インターナショナルシステムリサーチ(ISR)は3月3日、サイバー攻撃の現状分析をまとめた発表会を実施し、緊張が高まるウクライナ情勢に関連したロシアのサイバー攻撃や2月に発生した日本企業に対するランサムウェア攻撃などの詳細に言及した。メンデス・ラウル社長は巧妙化する攻撃に対して「多要素認証(MFA)の導入が重要になってくる」と見解を示した。
メンデス・ラウル 社長
ISRは、ウクライナに対するロシアのサイバー攻撃は主に政府機関や銀行を標的とし、攻撃の大半がDDos攻撃であったと指摘した。また巧妙化するマルウェアの事例では「WhisperGate」と「HermeticWiper」に着目。WhisperGateはランサムウェアのように見えるが、目的はデータの暗号化ではなく、破壊することにある。その事例として、攻撃指示にはビットコインでの支払いを要求する説明があるが実際には支払先がなく、攻撃を受けるとデータが完全に破壊される巧妙さをもつ。HermeticWiperも無害なアプリケーションを装っているが、ダウンロードするとデータを破壊するだけでなく、コンピューターの再起動ができなくなるケースもあるという。
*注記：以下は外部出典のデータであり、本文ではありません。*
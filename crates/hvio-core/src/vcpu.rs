//! The slice of vCPU state the I/O path reads and writes.

use crate::error::{IoEmulError, Result};
use crate::request::{size_mask, IoAccess, IoRequest, RequestState};

/// General-purpose registers in hardware encoding order.
#[derive(Debug, Clone, Copy, PartialEq, Eq, Hash)]
pub enum Gpr {
    Rax = 0,
    Rcx,
    Rdx,
    Rbx,
    Rsp,
    Rbp,
    Rsi,
    Rdi,
    R8,
    R9,
    R10,
    R11,
    R12,
    R13,
    R14,
    R15,
}

#[derive(Debug, Clone, Copy, Default, PartialEq, Eq)]
pub struct GuestRegisters {
    gprs: [u64; 16],
    pub rip: u64,
    pub rflags: u64,
}

impl GuestRegisters {
    pub fn get(&self, reg: Gpr) -> u64 {
        self.gprs[reg as usize]
    }

    pub fn set(&mut self, reg: Gpr, value: u64) {
        self.gprs[reg as usize] = value;
    }

    /// Replaces the low `size` bytes of `reg`, keeping the rest.
    pub fn merge(&mut self, reg: Gpr, size: u8, value: u64) {
        let mask = size_mask(size);
        let old = self.get(reg);
        self.set(reg, (old & !mask) | (value & mask));
    }
}

/// How a loaded MMIO value is widened into its destination register.
#[derive(Debug, Clone, Copy, Default, PartialEq, Eq)]
pub enum Extend {
    /// Plain `mov`: 1- and 2-byte loads keep the upper register bits, 4-byte loads clear the
    /// upper half.
    #[default]
    None,
    /// `movzx`.
    Zero,
    /// `movsx`.
    Sign,
}

/// Destination of an MMIO load, as decoded by the trap layer.
#[derive(Debug, Clone, Copy, PartialEq, Eq)]
pub struct MmioDecode {
    pub dst: Gpr,
    pub extend: Extend,
}

impl MmioDecode {
    pub fn new(dst: Gpr) -> Self {
        Self {
            dst,
            extend: Extend::None,
        }
    }

    pub fn with_extend(mut self, extend: Extend) -> Self {
        self.extend = extend;
        self
    }

    /// Writes a `size`-byte loaded value into the destination register.
    pub fn apply(&self, regs: &mut GuestRegisters, size: u8, value: u64) {
        let value = value & size_mask(size);
        match self.extend {
            Extend::None if size < 4 => regs.merge(self.dst, size, value),
            Extend::None | Extend::Zero => regs.set(self.dst, value),
            Extend::Sign => {
                let shift = 64 - u32::from(size.clamp(1, 8)) * 8;
                regs.set(self.dst, (((value << shift) as i64) >> shift) as u64);
            }
        }
    }
}

#[derive(Debug, Clone, Copy, Default, PartialEq, Eq)]
pub enum VcpuState {
    #[default]
    Running,
    /// Waiting for a deferred I/O request.
    Paused,
    /// Being torn down; its pending I/O is discarded.
    Zombie,
}

#[derive(Debug, Clone, Default)]
pub struct Vcpu {
    vcpu_id: u16,
    state: VcpuState,
    pub regs: GuestRegisters,
    req: IoRequest,
    /// Set by the trap layer before an MMIO read is dispatched.
    pub mmio_decode: Option<MmioDecode>,
}

impl Vcpu {
    pub fn new(vcpu_id: u16) -> Self {
        Self {
            vcpu_id,
            ..Self::default()
        }
    }

    pub fn id(&self) -> u16 {
        self.vcpu_id
    }

    pub fn state(&self) -> VcpuState {
        self.state
    }

    pub fn pause(&mut self) {
        if self.state == VcpuState::Running {
            self.state = VcpuState::Paused;
        }
    }

    pub fn resume(&mut self) {
        if self.state == VcpuState::Paused {
            self.state = VcpuState::Running;
        }
    }

    /// Marks the vCPU as being torn down. There is no way back.
    pub fn make_zombie(&mut self) {
        self.state = VcpuState::Zombie;
    }

    pub fn io_request(&self) -> &IoRequest {
        &self.req
    }

    pub(crate) fn io_request_mut(&mut self) -> &mut IoRequest {
        &mut self.req
    }

    /// Loads the next access to emulate. The previous request must have been consumed.
    pub fn set_io_request(&mut self, access: IoAccess) -> Result<()> {
        if self.req.state != RequestState::Free {
            return Err(IoEmulError::RequestInFlight {
                vcpu_id: self.vcpu_id,
                state: self.req.state,
            });
        }
        self.req = IoRequest::new(access);
        Ok(())
    }
}

#[cfg(test)]
mod tests {
    use super::*;

    #[test]
    fn merge_keeps_upper_bytes() {
        let mut regs = GuestRegisters::default();
        regs.set(Gpr::Rax, 0x1122_3344_5566_7788);
        regs.merge(Gpr::Rax, 1, 0xAB);
        assert_eq!(regs.get(Gpr::Rax), 0x1122_3344_5566_77AB);
        regs.merge(Gpr::Rax, 4, 0xFFFF_FFFF_0000_0000);
        assert_eq!(regs.get(Gpr::Rax), 0x1122_3344_0000_0000);
    }

    #[test]
    fn mmio_decode_widening() {
        let mut regs = GuestRegisters::default();
        regs.set(Gpr::Rbx, u64::MAX);

        MmioDecode::new(Gpr::Rbx).apply(&mut regs, 2, 0x8001);
        assert_eq!(regs.get(Gpr::Rbx), 0xFFFF_FFFF_FFFF_8001);

        MmioDecode::new(Gpr::Rbx).apply(&mut regs, 4, 0x8000_0001);
        assert_eq!(regs.get(Gpr::Rbx), 0x8000_0001);

        MmioDecode::new(Gpr::Rbx)
            .with_extend(Extend::Sign)
            .apply(&mut regs, 1, 0x80);
        assert_eq!(regs.get(Gpr::Rbx), 0xFFFF_FFFF_FFFF_FF80);

        MmioDecode::new(Gpr::Rbx)
            .with_extend(Extend::Zero)
            .apply(&mut regs, 1, 0x180);
        assert_eq!(regs.get(Gpr::Rbx), 0x80);

        MmioDecode::new(Gpr::R15).apply(&mut regs, 8, 0x0123_4567_89AB_CDEF);
        assert_eq!(regs.get(Gpr::R15), 0x0123_4567_89AB_CDEF);
    }

    #[test]
    fn set_io_request_requires_a_consumed_request() {
        let mut vcpu = Vcpu::new(2);
        vcpu.set_io_request(IoAccess::pio_read(0x60, 1)).unwrap();
        vcpu.io_request_mut().state = RequestState::Pending;
        assert_eq!(
            vcpu.set_io_request(IoAccess::pio_read(0x64, 1)),
            Err(IoEmulError::RequestInFlight {
                vcpu_id: 2,
                state: RequestState::Pending
            })
        );
    }

    #[test]
    fn zombie_is_terminal() {
        let mut vcpu = Vcpu::new(0);
        vcpu.pause();
        assert_eq!(vcpu.state(), VcpuState::Paused);
        vcpu.make_zombie();
        vcpu.resume();
        vcpu.pause();
        assert_eq!(vcpu.state(), VcpuState::Zombie);
    }
}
一方、日本でも2月下旬に発生したランサムウェア攻撃の影響で大手自動車メーカーが工場稼働を終日停止した事例に触れた。関係各省庁から、サプライチェーン全体でのセキュリティ対策の実施を要請されていることや、リスク低減の措置としてMFAで本人認証を強化することなどが挙げられていると説明した。
ラウル社長はウクライナ情勢に関連して「日本もロシアに対して経済制裁を行っているため、その報復としてロシアからサイバー攻撃が増える可能性もある」と指摘。安全な認証システムの導入では、ゼロトラストに基づくMFAシステムによる認証の徹底化、またスマートフォンの生体認証を利用したMFAなども重要になると述べた。